• [What this task involves]: Using the data below, show every line where the word "patched" occurs.

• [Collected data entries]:
↓↓↓

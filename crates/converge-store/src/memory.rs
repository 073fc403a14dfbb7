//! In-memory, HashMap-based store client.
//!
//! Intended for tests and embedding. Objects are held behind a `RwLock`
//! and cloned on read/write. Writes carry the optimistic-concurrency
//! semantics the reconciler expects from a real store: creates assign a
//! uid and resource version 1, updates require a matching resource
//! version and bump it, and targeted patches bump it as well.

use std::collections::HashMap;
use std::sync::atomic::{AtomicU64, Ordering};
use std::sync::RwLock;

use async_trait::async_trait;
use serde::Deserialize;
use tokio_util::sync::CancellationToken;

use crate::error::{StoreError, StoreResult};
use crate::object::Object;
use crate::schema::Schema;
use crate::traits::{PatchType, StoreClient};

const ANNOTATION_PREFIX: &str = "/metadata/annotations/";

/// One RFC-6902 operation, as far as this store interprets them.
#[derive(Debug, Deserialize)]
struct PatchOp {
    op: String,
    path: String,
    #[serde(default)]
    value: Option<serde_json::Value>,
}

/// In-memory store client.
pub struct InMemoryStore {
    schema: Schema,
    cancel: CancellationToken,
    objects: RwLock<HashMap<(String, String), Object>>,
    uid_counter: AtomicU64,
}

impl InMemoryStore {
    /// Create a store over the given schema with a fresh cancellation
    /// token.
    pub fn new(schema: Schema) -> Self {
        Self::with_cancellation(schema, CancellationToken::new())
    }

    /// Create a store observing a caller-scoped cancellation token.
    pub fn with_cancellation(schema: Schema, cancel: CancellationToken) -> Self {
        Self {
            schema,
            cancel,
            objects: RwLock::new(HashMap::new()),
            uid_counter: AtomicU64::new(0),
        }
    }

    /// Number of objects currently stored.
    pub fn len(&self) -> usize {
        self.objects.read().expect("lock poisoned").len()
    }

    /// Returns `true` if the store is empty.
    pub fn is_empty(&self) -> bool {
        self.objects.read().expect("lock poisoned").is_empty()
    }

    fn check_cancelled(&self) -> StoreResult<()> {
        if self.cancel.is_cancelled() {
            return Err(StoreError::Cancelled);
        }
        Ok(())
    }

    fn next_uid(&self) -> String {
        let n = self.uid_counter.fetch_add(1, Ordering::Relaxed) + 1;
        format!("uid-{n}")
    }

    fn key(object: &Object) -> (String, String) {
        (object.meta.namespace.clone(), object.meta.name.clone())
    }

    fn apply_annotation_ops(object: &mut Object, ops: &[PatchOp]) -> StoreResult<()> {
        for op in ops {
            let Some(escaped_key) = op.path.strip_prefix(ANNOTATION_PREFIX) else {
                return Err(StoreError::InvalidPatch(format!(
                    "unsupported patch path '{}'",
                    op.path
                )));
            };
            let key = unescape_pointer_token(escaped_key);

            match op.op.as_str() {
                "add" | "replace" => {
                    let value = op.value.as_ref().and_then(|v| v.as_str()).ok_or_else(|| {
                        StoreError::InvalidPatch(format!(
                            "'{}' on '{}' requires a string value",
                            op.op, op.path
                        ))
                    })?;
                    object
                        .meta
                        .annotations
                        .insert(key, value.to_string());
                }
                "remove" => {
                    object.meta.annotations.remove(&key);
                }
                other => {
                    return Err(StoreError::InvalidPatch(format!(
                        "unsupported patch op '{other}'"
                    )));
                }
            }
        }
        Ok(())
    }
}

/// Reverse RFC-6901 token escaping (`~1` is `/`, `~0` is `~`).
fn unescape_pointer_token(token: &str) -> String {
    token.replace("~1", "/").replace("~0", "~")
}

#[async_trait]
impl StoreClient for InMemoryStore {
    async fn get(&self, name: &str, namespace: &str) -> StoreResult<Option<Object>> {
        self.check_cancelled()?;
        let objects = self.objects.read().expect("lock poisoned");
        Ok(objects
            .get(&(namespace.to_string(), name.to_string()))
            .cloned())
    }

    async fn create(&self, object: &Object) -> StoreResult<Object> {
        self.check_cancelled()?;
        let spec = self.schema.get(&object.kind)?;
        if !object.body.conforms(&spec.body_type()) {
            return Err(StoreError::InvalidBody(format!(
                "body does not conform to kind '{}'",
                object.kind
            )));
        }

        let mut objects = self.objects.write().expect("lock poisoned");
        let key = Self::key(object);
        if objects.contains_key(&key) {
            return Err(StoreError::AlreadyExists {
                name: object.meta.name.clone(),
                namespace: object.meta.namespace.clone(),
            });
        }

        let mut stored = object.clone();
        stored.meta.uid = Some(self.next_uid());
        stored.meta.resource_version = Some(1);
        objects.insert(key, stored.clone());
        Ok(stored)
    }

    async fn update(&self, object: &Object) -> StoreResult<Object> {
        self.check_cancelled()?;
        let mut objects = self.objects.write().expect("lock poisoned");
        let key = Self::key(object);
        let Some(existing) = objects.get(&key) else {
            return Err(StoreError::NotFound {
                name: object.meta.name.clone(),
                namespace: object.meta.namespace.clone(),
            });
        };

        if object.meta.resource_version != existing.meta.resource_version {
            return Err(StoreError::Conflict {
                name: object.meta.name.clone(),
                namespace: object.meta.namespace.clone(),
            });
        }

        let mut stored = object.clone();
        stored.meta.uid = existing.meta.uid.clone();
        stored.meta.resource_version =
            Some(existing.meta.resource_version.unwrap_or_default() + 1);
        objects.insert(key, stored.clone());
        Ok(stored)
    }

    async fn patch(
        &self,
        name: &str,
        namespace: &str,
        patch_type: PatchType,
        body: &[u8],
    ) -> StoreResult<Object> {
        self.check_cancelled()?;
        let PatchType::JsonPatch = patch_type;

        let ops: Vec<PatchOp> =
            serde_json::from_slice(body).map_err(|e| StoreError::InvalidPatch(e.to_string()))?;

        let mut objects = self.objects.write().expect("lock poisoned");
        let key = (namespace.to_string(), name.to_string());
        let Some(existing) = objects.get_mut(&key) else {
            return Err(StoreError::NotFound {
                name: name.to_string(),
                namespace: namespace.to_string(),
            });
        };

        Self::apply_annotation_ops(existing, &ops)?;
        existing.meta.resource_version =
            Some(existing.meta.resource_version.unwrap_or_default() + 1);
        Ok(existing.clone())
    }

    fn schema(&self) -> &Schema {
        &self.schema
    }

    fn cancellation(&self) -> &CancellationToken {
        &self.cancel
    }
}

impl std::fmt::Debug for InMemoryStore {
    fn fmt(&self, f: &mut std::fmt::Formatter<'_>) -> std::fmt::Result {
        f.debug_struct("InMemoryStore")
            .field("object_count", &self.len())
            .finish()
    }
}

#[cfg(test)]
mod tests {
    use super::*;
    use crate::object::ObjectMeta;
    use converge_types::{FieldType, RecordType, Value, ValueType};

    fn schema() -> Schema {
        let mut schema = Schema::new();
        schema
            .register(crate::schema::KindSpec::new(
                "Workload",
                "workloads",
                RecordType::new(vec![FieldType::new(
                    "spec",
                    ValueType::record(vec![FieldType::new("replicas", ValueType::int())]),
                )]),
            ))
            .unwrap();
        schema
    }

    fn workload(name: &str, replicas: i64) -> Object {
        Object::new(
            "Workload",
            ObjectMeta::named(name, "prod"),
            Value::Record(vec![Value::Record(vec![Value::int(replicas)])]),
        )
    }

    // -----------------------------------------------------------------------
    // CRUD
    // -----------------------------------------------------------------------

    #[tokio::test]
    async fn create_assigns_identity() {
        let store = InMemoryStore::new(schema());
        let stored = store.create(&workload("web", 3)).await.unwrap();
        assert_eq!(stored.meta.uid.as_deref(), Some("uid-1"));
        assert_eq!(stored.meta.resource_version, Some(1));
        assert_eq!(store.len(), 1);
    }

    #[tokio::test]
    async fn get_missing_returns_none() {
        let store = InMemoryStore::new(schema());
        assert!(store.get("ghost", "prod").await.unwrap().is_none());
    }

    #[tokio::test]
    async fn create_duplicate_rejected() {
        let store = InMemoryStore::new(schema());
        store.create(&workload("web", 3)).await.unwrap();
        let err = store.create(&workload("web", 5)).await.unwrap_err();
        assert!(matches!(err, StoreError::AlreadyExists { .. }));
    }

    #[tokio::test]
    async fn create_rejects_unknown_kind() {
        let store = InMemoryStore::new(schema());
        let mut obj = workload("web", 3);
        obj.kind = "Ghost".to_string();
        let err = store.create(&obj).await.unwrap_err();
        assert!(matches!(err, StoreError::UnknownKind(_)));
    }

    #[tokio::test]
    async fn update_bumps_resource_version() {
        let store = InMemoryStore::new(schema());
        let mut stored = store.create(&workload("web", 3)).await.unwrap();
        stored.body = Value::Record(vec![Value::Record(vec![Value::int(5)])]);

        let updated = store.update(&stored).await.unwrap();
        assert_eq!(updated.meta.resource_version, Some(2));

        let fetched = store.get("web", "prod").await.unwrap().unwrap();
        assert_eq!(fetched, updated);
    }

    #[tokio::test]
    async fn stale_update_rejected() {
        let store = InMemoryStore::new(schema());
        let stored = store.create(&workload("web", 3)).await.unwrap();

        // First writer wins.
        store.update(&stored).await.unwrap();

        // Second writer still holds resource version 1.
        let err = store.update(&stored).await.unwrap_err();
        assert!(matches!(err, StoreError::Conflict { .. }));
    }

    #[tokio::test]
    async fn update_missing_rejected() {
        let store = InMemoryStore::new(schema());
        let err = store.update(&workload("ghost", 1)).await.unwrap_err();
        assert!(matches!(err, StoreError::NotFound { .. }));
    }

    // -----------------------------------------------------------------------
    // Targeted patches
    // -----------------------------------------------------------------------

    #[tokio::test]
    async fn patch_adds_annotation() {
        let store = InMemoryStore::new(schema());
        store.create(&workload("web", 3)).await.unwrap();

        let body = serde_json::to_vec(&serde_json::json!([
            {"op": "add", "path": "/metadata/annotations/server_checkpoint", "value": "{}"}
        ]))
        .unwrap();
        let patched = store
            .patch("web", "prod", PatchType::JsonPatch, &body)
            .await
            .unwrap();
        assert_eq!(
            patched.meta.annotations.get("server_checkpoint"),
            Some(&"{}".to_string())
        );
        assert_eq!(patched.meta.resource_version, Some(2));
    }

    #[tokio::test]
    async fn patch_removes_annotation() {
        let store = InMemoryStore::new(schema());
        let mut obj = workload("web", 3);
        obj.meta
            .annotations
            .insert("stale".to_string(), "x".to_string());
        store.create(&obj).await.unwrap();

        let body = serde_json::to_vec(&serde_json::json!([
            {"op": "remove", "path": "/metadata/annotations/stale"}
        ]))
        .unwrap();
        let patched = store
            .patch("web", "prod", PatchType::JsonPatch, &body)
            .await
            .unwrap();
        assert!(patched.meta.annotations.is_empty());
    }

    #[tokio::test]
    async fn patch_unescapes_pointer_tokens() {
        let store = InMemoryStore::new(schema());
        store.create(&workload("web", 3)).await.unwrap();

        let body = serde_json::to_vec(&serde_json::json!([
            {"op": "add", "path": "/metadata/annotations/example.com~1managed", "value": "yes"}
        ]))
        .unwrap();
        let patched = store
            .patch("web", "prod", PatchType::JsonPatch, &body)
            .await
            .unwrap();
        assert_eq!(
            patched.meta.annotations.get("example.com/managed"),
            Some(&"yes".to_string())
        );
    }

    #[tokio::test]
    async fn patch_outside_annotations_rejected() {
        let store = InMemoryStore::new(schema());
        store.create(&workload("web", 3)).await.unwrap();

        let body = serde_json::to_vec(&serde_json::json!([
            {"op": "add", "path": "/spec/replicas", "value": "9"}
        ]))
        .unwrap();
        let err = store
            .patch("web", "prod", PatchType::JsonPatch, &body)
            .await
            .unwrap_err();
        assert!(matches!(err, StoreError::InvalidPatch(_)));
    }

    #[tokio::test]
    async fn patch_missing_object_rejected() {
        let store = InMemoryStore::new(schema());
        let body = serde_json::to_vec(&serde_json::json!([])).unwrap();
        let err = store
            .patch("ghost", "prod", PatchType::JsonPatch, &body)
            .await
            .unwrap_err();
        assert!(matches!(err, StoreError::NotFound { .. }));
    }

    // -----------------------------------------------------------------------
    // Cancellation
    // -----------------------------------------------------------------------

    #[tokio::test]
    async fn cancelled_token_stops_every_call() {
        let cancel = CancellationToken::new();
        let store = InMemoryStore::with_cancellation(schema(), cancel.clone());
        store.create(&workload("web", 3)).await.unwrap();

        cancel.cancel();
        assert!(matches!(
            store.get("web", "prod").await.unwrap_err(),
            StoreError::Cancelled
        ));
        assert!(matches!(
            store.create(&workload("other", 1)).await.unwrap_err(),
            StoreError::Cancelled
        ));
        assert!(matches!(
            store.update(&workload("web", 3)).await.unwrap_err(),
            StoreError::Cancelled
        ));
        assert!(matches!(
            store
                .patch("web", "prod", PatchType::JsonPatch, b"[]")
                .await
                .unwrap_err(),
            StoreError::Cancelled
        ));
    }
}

↑↑↑
↓↓↓

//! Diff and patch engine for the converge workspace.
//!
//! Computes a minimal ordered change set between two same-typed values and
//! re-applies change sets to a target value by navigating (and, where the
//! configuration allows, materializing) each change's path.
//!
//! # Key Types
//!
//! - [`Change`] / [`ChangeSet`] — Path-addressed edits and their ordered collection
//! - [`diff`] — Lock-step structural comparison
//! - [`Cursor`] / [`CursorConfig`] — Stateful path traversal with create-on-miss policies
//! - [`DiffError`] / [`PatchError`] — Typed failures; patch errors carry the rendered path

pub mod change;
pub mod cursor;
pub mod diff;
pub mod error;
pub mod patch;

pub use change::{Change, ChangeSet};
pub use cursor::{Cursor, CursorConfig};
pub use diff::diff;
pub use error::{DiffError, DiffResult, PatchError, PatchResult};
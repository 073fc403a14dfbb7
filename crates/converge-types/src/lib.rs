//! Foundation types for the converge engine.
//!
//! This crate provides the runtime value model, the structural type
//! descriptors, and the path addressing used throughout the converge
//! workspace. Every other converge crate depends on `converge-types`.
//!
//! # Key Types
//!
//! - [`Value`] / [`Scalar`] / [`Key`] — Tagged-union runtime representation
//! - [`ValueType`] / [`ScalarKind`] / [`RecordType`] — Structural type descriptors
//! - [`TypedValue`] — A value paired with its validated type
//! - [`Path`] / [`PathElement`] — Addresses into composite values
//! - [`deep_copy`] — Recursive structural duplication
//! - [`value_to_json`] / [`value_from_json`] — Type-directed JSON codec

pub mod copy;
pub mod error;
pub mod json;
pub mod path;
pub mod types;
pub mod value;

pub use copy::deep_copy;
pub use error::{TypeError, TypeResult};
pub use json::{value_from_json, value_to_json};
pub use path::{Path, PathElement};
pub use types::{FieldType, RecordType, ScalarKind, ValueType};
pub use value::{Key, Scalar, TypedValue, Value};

↑↑↑

• [Task output]:
        let patched = store
            patched.meta.annotations.get("server_checkpoint"),
        assert_eq!(patched.meta.resource_version, Some(2));
        let patched = store
        assert!(patched.meta.annotations.is_empty());
        let patched = store
            patched.meta.annotations.get("example.com/managed"),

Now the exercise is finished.